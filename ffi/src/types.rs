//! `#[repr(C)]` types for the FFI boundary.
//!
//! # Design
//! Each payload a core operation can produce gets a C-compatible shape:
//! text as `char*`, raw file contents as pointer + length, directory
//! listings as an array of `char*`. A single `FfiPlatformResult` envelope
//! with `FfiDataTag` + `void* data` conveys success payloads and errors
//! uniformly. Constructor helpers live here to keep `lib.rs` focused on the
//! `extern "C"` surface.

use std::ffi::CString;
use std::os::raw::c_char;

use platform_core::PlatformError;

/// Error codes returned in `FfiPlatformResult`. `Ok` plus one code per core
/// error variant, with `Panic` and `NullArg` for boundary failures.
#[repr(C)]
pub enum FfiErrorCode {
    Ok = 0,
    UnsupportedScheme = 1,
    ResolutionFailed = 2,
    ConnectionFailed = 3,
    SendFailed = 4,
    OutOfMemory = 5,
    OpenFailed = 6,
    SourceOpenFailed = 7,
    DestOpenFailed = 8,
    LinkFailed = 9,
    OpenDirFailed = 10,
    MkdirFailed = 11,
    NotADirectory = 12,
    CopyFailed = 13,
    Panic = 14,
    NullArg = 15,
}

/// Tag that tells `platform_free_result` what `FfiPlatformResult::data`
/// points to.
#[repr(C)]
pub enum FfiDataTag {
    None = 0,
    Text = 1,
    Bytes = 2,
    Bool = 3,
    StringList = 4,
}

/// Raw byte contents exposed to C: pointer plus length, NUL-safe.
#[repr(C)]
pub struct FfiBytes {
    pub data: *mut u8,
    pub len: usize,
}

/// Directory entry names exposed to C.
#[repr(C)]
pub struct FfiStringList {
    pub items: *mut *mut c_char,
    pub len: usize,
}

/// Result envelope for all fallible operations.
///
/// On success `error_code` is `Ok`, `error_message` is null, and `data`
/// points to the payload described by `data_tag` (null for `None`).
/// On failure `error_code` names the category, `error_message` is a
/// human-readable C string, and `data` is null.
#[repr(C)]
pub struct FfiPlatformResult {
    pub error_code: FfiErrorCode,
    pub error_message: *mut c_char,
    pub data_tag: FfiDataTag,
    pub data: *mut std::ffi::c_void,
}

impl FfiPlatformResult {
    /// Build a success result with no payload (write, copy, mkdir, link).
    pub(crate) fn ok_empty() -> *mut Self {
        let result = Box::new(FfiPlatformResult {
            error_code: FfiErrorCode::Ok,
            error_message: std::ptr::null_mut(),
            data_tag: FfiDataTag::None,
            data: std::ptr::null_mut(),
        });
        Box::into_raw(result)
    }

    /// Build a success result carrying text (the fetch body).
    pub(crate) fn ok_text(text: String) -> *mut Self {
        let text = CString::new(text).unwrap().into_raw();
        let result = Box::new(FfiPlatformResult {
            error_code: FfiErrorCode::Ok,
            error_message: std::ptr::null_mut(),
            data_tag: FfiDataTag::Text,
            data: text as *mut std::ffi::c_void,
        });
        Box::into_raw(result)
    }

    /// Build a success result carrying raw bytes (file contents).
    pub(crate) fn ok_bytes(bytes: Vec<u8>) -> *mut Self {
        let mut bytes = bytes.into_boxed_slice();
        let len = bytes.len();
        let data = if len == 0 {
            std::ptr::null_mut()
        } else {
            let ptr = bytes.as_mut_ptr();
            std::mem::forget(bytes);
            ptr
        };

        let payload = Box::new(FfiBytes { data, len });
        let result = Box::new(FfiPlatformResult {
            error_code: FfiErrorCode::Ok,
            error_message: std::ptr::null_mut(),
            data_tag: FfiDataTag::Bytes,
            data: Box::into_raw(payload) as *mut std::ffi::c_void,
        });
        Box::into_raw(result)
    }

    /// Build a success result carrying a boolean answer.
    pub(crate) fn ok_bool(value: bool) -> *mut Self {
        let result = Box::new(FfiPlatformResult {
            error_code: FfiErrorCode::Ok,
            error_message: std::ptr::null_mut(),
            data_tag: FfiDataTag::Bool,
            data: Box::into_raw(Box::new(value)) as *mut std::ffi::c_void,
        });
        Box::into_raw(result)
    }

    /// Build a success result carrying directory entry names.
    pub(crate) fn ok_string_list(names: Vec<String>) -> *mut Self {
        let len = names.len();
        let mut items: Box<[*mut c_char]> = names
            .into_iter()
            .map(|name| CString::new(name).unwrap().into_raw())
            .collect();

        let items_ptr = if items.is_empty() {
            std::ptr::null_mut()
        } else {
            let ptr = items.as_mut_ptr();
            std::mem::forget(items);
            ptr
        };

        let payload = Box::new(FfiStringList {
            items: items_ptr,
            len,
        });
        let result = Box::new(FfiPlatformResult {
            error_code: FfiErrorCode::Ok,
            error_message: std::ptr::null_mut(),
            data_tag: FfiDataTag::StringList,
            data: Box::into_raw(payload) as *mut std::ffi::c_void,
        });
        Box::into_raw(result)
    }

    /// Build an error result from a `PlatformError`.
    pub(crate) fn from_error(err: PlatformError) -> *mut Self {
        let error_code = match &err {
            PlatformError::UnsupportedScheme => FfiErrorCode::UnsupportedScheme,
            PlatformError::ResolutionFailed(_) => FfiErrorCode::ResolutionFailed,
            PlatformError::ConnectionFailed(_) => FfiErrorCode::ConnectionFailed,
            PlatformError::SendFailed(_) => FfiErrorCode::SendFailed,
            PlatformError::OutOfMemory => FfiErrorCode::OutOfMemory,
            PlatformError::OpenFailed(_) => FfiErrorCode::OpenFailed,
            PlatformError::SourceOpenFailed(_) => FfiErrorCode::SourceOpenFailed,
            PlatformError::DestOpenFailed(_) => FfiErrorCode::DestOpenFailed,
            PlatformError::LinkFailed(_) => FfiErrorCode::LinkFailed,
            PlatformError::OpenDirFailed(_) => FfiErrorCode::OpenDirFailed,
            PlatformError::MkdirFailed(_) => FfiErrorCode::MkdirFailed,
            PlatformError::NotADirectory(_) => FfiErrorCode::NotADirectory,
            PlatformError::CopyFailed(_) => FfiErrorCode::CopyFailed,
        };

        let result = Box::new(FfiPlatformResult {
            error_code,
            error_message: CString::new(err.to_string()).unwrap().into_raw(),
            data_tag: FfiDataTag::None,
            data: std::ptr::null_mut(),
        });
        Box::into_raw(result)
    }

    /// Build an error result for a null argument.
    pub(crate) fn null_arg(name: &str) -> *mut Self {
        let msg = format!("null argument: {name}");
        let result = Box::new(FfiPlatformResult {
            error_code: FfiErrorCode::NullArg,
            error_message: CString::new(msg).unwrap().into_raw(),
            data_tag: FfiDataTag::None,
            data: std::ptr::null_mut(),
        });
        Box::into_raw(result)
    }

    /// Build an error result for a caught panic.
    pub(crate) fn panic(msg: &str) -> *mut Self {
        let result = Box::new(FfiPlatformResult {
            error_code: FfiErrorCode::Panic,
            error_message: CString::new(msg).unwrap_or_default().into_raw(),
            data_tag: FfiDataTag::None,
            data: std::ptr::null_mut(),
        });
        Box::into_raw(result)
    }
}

--------------------------------------------------

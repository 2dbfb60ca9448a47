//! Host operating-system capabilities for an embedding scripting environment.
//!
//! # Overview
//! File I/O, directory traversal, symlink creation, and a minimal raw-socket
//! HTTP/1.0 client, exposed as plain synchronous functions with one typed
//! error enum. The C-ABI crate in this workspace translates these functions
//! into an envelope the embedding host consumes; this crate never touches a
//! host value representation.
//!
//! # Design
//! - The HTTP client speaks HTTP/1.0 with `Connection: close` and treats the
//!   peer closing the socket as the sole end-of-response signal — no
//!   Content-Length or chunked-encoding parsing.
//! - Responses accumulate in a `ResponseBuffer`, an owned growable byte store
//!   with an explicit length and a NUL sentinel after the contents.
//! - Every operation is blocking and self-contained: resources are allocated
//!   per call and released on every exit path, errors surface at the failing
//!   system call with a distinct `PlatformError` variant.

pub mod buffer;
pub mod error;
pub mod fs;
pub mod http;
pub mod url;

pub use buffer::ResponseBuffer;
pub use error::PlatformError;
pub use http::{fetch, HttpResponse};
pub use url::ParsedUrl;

--------------------------------------------------

• _What you are asked to do_
Which of the lines in the listing above include "contents"? Report each of them.

• _Your response_
//! text as `char*`, raw file contents as pointer + length, directory
/// Raw byte contents exposed to C: pointer plus length, NUL-safe.
    /// Build a success result carrying raw bytes (file contents).
//!   with an explicit length and a NUL sentinel after the contents.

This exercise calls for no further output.